YOUR OBJECTIVE:
The exercise asks for every line of the data to be reproduced exactly.

(Dataset records)

****************

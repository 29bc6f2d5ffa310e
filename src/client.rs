use std::collections::HashMap;
use std::sync::Arc;

use crate::context::Context;
use crate::errors::ClientError;
use crate::fetch::service::SyncService;
use crate::options::{ClientBuilder, Options};
use crate::snapshot::Snapshot;
use crate::state::State;
use crate::stats::StatsCollector;
use crate::value::Value;

/// The main component that keeps the flag and value state in sync with the
/// flags server and hands out per-request [`Snapshot`]s for evaluation.
///
/// # Examples
///
/// ```no_run
/// use featureflags::{Client, Context};
///
/// #[tokio::main]
/// async fn main() {
///     let client = Client::builder("https://flags.example.com", "my-project")
///         .flag_default("NEW_CHECKOUT", false)
///         .build()
///         .unwrap();
///
///     client.preload().await.unwrap();
///     client.start().unwrap();
///
///     let snapshot = client.snapshot(Context::new().set("user.login", "alice"));
///     let enabled = snapshot.is_enabled("NEW_CHECKOUT").unwrap();
///
///     client.shutdown().await;
/// }
/// ```
pub struct Client {
    options: Arc<Options>,
    state: Arc<State>,
    stats: Arc<StatsCollector>,
    service: SyncService,
}

impl Client {
    pub(crate) fn with_options(options: Options) -> Result<Self, ClientError> {
        let opts = Arc::new(options);
        let state = Arc::new(State::new(
            opts.project().to_owned(),
            opts.variables().to_vec(),
            opts.defaults().keys().cloned().collect(),
            opts.values_defaults().keys().cloned().collect(),
        ));
        let stats = Arc::new(StatsCollector::from_defaults(
            opts.defaults().keys().chain(opts.values_defaults().keys()),
        ));
        let service = SyncService::new(&opts, &state, &stats)?;
        Ok(Self {
            options: opts,
            state,
            stats,
            service,
        })
    }

    /// Creates a new [`ClientBuilder`] used to build a [`Client`].
    ///
    /// # Examples
    ///
    /// ```no_run
    /// use featureflags::Client;
    ///
    /// let client = Client::builder("https://flags.example.com", "my-project")
    ///     .flag_default("NEW_CHECKOUT", false)
    ///     .build()
    ///     .unwrap();
    /// ```
    pub fn builder(url: &str, project: &str) -> ClientBuilder {
        ClientBuilder::new(url, project)
    }

    /// Performs the initial exchange with the flags server: declares the
    /// project's variables, flags and values, and applies the returned state.
    ///
    /// # Errors
    ///
    /// This method fails if the HTTP request fails or returns an invalid
    /// response. The client stays usable on its build-time defaults.
    ///
    /// # Examples
    ///
    /// ```no_run
    /// # async fn readme(client: featureflags::Client) {
    /// client.preload().await.unwrap();
    /// # }
    /// ```
    pub async fn preload(&self) -> Result<(), ClientError> {
        self.service.preload().await
    }

    /// Starts the background task that periodically syncs the state with the
    /// flags server and reports the collected usage statistics.
    ///
    /// # Errors
    ///
    /// This method fails if the background task is already running.
    pub fn start(&self) -> Result<(), ClientError> {
        self.service.start()
    }

    /// Stops the background sync task and waits for its termination.
    pub async fn shutdown(&self) {
        self.service.stop().await;
    }

    /// Creates a [`Snapshot`] of the current state, evaluated against the
    /// given [`Context`].
    ///
    /// # Examples
    ///
    /// ```no_run
    /// # async fn readme(client: featureflags::Client) {
    /// use featureflags::Context;
    ///
    /// let snapshot = client.snapshot(Context::new().set("user.login", "alice"));
    /// # }
    /// ```
    pub fn snapshot(&self, ctx: Context) -> Snapshot {
        self.snapshot_with_overrides(ctx, HashMap::default())
    }

    /// The same as [`Client::snapshot`] but with per-request overrides that
    /// take precedence over the server-side state.
    ///
    /// A flag override only applies when it is a [`Value::Bool`].
    ///
    /// # Examples
    ///
    /// ```no_run
    /// # async fn readme(client: featureflags::Client) {
    /// use std::collections::HashMap;
    /// use featureflags::{Context, Value};
    ///
    /// let overrides = HashMap::from([("NEW_CHECKOUT".to_owned(), Value::Bool(true))]);
    /// let snapshot = client.snapshot_with_overrides(Context::new(), overrides);
    /// # }
    /// ```
    pub fn snapshot_with_overrides(
        &self,
        ctx: Context,
        overrides: HashMap<String, Value>,
    ) -> Snapshot {
        Snapshot::new(
            self.state.snapshot(),
            Arc::clone(&self.options),
            Arc::clone(&self.stats),
            ctx,
            overrides,
        )
    }
}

****************

WRITTEN SOLUTION:
repository 29bc6f2d5ffa310e
filename src/client.rs
use std::collections::HashMap;
use std::sync::Arc;

use crate::context::Context;
use crate::errors::ClientError;
use crate::fetch::service::SyncService;
use crate::options::{ClientBuilder, Options};
use crate::snapshot::Snapshot;
use crate::state::State;
use crate::stats::StatsCollector;
use crate::value::Value;

/// The main component that keeps the flag and value state in sync with the
/// flags server and hands out per-request [`Snapshot`]s for evaluation.
///
/// # Examples
///
/// ```no_run
/// use featureflags::{Client, Context};
///
/// #[tokio::main]
/// async fn main() {
///     let client = Client::builder("https://flags.example.com", "my-project")
///         .flag_default("NEW_CHECKOUT", false)
///         .build()
///         .unwrap();
///
///     client.preload().await.unwrap();
///     client.start().unwrap();
///
///     let snapshot = client.snapshot(Context::new().set("user.login", "alice"));
///     let enabled = snapshot.is_enabled("NEW_CHECKOUT").unwrap();
///
///     client.shutdown().await;
/// }
/// ```
pub struct Client {
    options: Arc<Options>,
    state: Arc<State>,
    stats: Arc<StatsCollector>,
    service: SyncService,
}

impl Client {
    pub(crate) fn with_options(options: Options) -> Result<Self, ClientError> {
        let opts = Arc::new(options);
        let state = Arc::new(State::new(
            opts.project().to_owned(),
            opts.variables().to_vec(),
            opts.defaults().keys().cloned().collect(),
            opts.values_defaults().keys().cloned().collect(),
        ));
        let stats = Arc::new(StatsCollector::from_defaults(
            opts.defaults().keys().chain(opts.values_defaults().keys()),
        ));
        let service = SyncService::new(&opts, &state, &stats)?;
        Ok(Self {
            options: opts,
            state,
            stats,
            service,
        })
    }

    /// Creates a new [`ClientBuilder`] used to build a [`Client`].
    ///
    /// # Examples
    ///
    /// ```no_run
    /// use featureflags::Client;
    ///
    /// let client = Client::builder("https://flags.example.com", "my-project")
    ///     .flag_default("NEW_CHECKOUT", false)
    ///     .build()
    ///     .unwrap();
    /// ```
    pub fn builder(url: &str, project: &str) -> ClientBuilder {
        ClientBuilder::new(url, project)
    }

    /// Performs the initial exchange with the flags server: declares the
    /// project's variables, flags and values, and applies the returned state.
    ///
    /// # Errors
    ///
    /// This method fails if the HTTP request fails or returns an invalid
    /// response. The client stays usable on its build-time defaults.
    ///
    /// # Examples
    ///
    /// ```no_run
    /// # async fn readme(client: featureflags::Client) {
    /// client.preload().await.unwrap();
    /// # }
    /// ```
    pub async fn preload(&self) -> Result<(), ClientError> {
        self.service.preload().await
    }

    /// Starts the background task that periodically syncs the state with the
    /// flags server and reports the collected usage statistics.
    ///
    /// # Errors
    ///
    /// This method fails if the background task is already running.
    pub fn start(&self) -> Result<(), ClientError> {
        self.service.start()
    }

    /// Stops the background sync task and waits for its termination.
    pub async fn shutdown(&self) {
        self.service.stop().await;
    }

    /// Creates a [`Snapshot`] of the current state, evaluated against the
    /// given [`Context`].
    ///
    /// # Examples
    ///
    /// ```no_run
    /// # async fn readme(client: featureflags::Client) {
    /// use featureflags::Context;
    ///
    /// let snapshot = client.snapshot(Context::new().set("user.login", "alice"));
    /// # }
    /// ```
    pub fn snapshot(&self, ctx: Context) -> Snapshot {
        self.snapshot_with_overrides(ctx, HashMap::default())
    }

    /// The same as [`Client::snapshot`] but with per-request overrides that
    /// take precedence over the server-side state.
    ///
    /// A flag override only applies when it is a [`Value::Bool`].
    ///
    /// # Examples
    ///
    /// ```no_run
    /// # async fn readme(client: featureflags::Client) {
    /// use std::collections::HashMap;
    /// use featureflags::{Context, Value};
    ///
    /// let overrides = HashMap::from([("NEW_CHECKOUT".to_owned(), Value::Bool(true))]);
    /// let snapshot = client.snapshot_with_overrides(Context::new(), overrides);
    /// # }
    /// ```
    pub fn snapshot_with_overrides(
        &self,
        ctx: Context,
        overrides: HashMap<String, Value>,
    ) -> Snapshot {
        Snapshot::new(
            self.state.snapshot(),
            Arc::clone(&self.options),
            Arc::clone(&self.stats),
            ctx,
            overrides,
        )
    }
}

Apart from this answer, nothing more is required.